Data excerpts
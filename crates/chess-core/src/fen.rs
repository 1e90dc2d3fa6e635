//! FEN (Forsyth-Edwards Notation) parsing and serialization.

use thiserror::Error;

/// Errors that can occur when parsing FEN strings.
#[derive(Debug, Clone, Error, PartialEq, Eq)]
pub enum FenError {
    #[error("invalid FEN: expected 6 parts, got {0}")]
    InvalidPartCount(usize),

    #[error("invalid piece placement: {0}")]
    InvalidPiecePlacement(String),

    #[error("invalid active color: expected 'w' or 'b', got '{0}'")]
    InvalidActiveColor(String),

    #[error("invalid castling rights: {0}")]
    InvalidCastlingRights(String),

    #[error("invalid en passant square: {0}")]
    InvalidEnPassantSquare(String),

    #[error("invalid halfmove clock: {0}")]
    InvalidHalfmoveClock(String),

    #[error("invalid fullmove number: {0}")]
    InvalidFullmoveNumber(String),

    #[error("illegal position: {0}")]
    IllegalPosition(String),
}

/// Parsed FEN data.
///
/// This struct holds the raw, syntactically validated FEN components. The
/// engine converts it into its internal position and checks the chess
/// invariants (one king per side and so on).
#[derive(Debug, Clone, PartialEq, Eq)]
pub struct FenParser {
    /// Piece placement string (e.g., "rnbqkbnr/pppppppp/8/8/8/8/PPPPPPPP/RNBQKBNR")
    pub piece_placement: String,
    /// Active color ('w' or 'b')
    pub active_color: char,
    /// Castling availability ("KQkq", "-", or Shredder files such as "HAha")
    pub castling: String,
    /// En passant target square (e.g., "e3", "-")
    pub en_passant: String,
    /// Halfmove clock (for 50-move rule)
    pub halfmove_clock: u32,
    /// Fullmove number
    pub fullmove_number: u32,
}

impl FenParser {
    /// The standard starting position FEN.
    pub const STARTPOS: &'static str = "rnbqkbnr/pppppppp/8/8/8/8/PPPPPPPP/RNBQKBNR w KQkq - 0 1";

    /// Parses a FEN string.
    pub fn parse(fen: &str) -> Result<Self, FenError> {
        let parts: Vec<&str> = fen.split_whitespace().collect();

        if parts.len() != 6 {
            return Err(FenError::InvalidPartCount(parts.len()));
        }

        let piece_placement = parts[0];
        Self::validate_piece_placement(piece_placement)?;

        let active_color = match parts[1] {
            "w" => 'w',
            "b" => 'b',
            other => return Err(FenError::InvalidActiveColor(other.to_string())),
        };

        let castling = parts[2];
        Self::validate_castling(castling)?;

        let en_passant = parts[3];
        Self::validate_en_passant(en_passant)?;

        let halfmove_clock = parts[4]
            .parse::<u32>()
            .map_err(|_| FenError::InvalidHalfmoveClock(parts[4].to_string()))?;

        let fullmove_number = parts[5]
            .parse::<u32>()
            .ok()
            .filter(|&n| n > 0)
            .ok_or_else(|| FenError::InvalidFullmoveNumber(parts[5].to_string()))?;

        Ok(FenParser {
            piece_placement: piece_placement.to_string(),
            active_color,
            castling: castling.to_string(),
            en_passant: en_passant.to_string(),
            halfmove_clock,
            fullmove_number,
        })
    }

    fn validate_piece_placement(placement: &str) -> Result<(), FenError> {
        let ranks: Vec<&str> = placement.split('/').collect();
        if ranks.len() != 8 {
            return Err(FenError::InvalidPiecePlacement(format!(
                "expected 8 ranks, got {}",
                ranks.len()
            )));
        }

        for (i, rank) in ranks.iter().enumerate() {
            let mut squares = 0;
            for c in rank.chars() {
                if let Some(digit) = c.to_digit(10) {
                    squares += digit;
                } else if "pnbrqkPNBRQK".contains(c) {
                    squares += 1;
                } else {
                    return Err(FenError::InvalidPiecePlacement(format!(
                        "invalid character '{}' in rank {}",
                        c,
                        8 - i
                    )));
                }
            }
            if squares != 8 {
                return Err(FenError::InvalidPiecePlacement(format!(
                    "rank {} has {} squares, expected 8",
                    8 - i,
                    squares
                )));
            }
        }

        Ok(())
    }

    fn validate_castling(castling: &str) -> Result<(), FenError> {
        if castling == "-" {
            return Ok(());
        }

        if castling.len() > 4 {
            return Err(FenError::InvalidCastlingRights(format!(
                "too many rights in '{}'",
                castling
            )));
        }

        for c in castling.chars() {
            if !"KQkq".contains(c) && !('A'..='H').contains(&c) && !('a'..='h').contains(&c) {
                return Err(FenError::InvalidCastlingRights(format!(
                    "invalid character '{}'",
                    c
                )));
            }
        }

        Ok(())
    }

    fn validate_en_passant(ep: &str) -> Result<(), FenError> {
        if ep == "-" {
            return Ok(());
        }

        let chars: Vec<char> = ep.chars().collect();
        if chars.len() != 2 || !('a'..='h').contains(&chars[0]) || !(chars[1] == '3' || chars[1] == '6') {
            return Err(FenError::InvalidEnPassantSquare(ep.to_string()));
        }

        Ok(())
    }

    /// Converts the parsed FEN back to a FEN string.
    pub fn to_fen(&self) -> String {
        format!(
            "{} {} {} {} {} {}",
            self.piece_placement,
            self.active_color,
            self.castling,
            self.en_passant,
            self.halfmove_clock,
            self.fullmove_number
        )
    }
}

impl Default for FenParser {
    fn default() -> Self {
        FenParser {
            piece_placement: "rnbqkbnr/pppppppp/8/8/8/8/PPPPPPPP/RNBQKBNR".to_string(),
            active_color: 'w',
            castling: "KQkq".to_string(),
            en_passant: "-".to_string(),
            halfmove_clock: 0,
            fullmove_number: 1,
        }
    }
}

#[cfg(test)]
mod tests {
    use super::*;

    #[test]
    fn parse_startpos() {
        let fen = FenParser::parse(FenParser::STARTPOS).unwrap();
        assert_eq!(fen.active_color, 'w');
        assert_eq!(fen.castling, "KQkq");
        assert_eq!(fen.en_passant, "-");
        assert_eq!(fen.halfmove_clock, 0);
        assert_eq!(fen.fullmove_number, 1);
    }

    #[test]
    fn default_is_startpos() {
        assert_eq!(FenParser::default().to_fen(), FenParser::STARTPOS);
    }

    #[test]
    fn roundtrip() {
        let original = "rnbqkbnr/pppppppp/8/8/4P3/8/PPPP1PPP/RNBQKBNR b KQkq e3 0 1";
        let parsed = FenParser::parse(original).unwrap();
        assert_eq!(parsed.to_fen(), original);
    }

    #[test]
    fn shredder_castling_accepted() {
        let fen = FenParser::parse("bqnbrkrn/pppppppp/8/8/8/8/PPPPPPPP/BQNBRKRN w GEge - 0 1")
            .unwrap();
        assert_eq!(fen.castling, "GEge");
    }

    #[test]
    fn invalid_part_count() {
        assert!(matches!(
            FenParser::parse("invalid"),
            Err(FenError::InvalidPartCount(1))
        ));
    }

    #[test]
    fn invalid_active_color() {
        assert!(matches!(
            FenParser::parse("8/8/8/8/8/8/8/8 x KQkq - 0 1"),
            Err(FenError::InvalidActiveColor(_))
        ));
    }

    #[test]
    fn invalid_piece_placement() {
        assert!(matches!(
            FenParser::parse("8/8/8/8/8/8/8 w KQkq - 0 1"),
            Err(FenError::InvalidPiecePlacement(_))
        ));
        assert!(matches!(
            FenParser::parse("rnbqkbnr/pppppppp/8/8/8/8/PPPPXPPP/RNBQKBNR w KQkq - 0 1"),
            Err(FenError::InvalidPiecePlacement(_))
        ));
        assert!(matches!(
            FenParser::parse("rnbqkbnrr/pppppppp/8/8/8/8/PPPPPPPP/RNBQKBNR w KQkq - 0 1"),
            Err(FenError::InvalidPiecePlacement(_))
        ));
    }

    #[test]
    fn invalid_castling_rights() {
        assert!(matches!(
            FenParser::parse("8/8/8/8/8/8/8/8 w XYZ - 0 1"),
            Err(FenError::InvalidCastlingRights(_))
        ));
        assert!(matches!(
            FenParser::parse("8/8/8/8/8/8/8/8 w KQkqK - 0 1"),
            Err(FenError::InvalidCastlingRights(_))
        ));
    }

    #[test]
    fn invalid_en_passant() {
        for ep in ["abc", "x3", "e4"] {
            let fen = format!("8/8/8/8/8/8/8/8 w - {} 0 1", ep);
            assert!(matches!(
                FenParser::parse(&fen),
                Err(FenError::InvalidEnPassantSquare(_))
            ));
        }
    }

    #[test]
    fn invalid_clocks() {
        assert!(matches!(
            FenParser::parse("8/8/8/8/8/8/8/8 w - - abc 1"),
            Err(FenError::InvalidHalfmoveClock(_))
        ));
        assert!(matches!(
            FenParser::parse("8/8/8/8/8/8/8/8 w - - 0 xyz"),
            Err(FenError::InvalidFullmoveNumber(_))
        ));
        assert!(matches!(
            FenParser::parse("8/8/8/8/8/8/8/8 w - - 0 0"),
            Err(FenError::InvalidFullmoveNumber(_))
        ));
    }

    #[test]
    fn fen_error_display() {
        let err = FenError::InvalidPartCount(3);
        assert!(format!("{}", err).contains('3'));

        let err = FenError::IllegalPosition("two white kings".to_string());
        assert!(format!("{}", err).contains("two white kings"));
    }
}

Exercise instructions
Give only the lines from the one holding "if ranks.len() != 8" through the one holding "many rights in", each restated exactly as it appears above.

Result for this exercise
        if ranks.len() != 8 {
            return Err(FenError::InvalidPiecePlacement(format!(
                "expected 8 ranks, got {}",
                ranks.len()
            )));
        }

        for (i, rank) in ranks.iter().enumerate() {
            let mut squares = 0;
            for c in rank.chars() {
                if let Some(digit) = c.to_digit(10) {
                    squares += digit;
                } else if "pnbrqkPNBRQK".contains(c) {
                    squares += 1;
                } else {
                    return Err(FenError::InvalidPiecePlacement(format!(
                        "invalid character '{}' in rank {}",
                        c,
                        8 - i
                    )));
                }
            }
            if squares != 8 {
                return Err(FenError::InvalidPiecePlacement(format!(
                    "rank {} has {} squares, expected 8",
                    8 - i,
                    squares
                )));
            }
        }

        Ok(())
    }

    fn validate_castling(castling: &str) -> Result<(), FenError> {
        if castling == "-" {
            return Ok(());
        }

        if castling.len() > 4 {
            return Err(FenError::InvalidCastlingRights(format!(
                "too many rights in '{}'",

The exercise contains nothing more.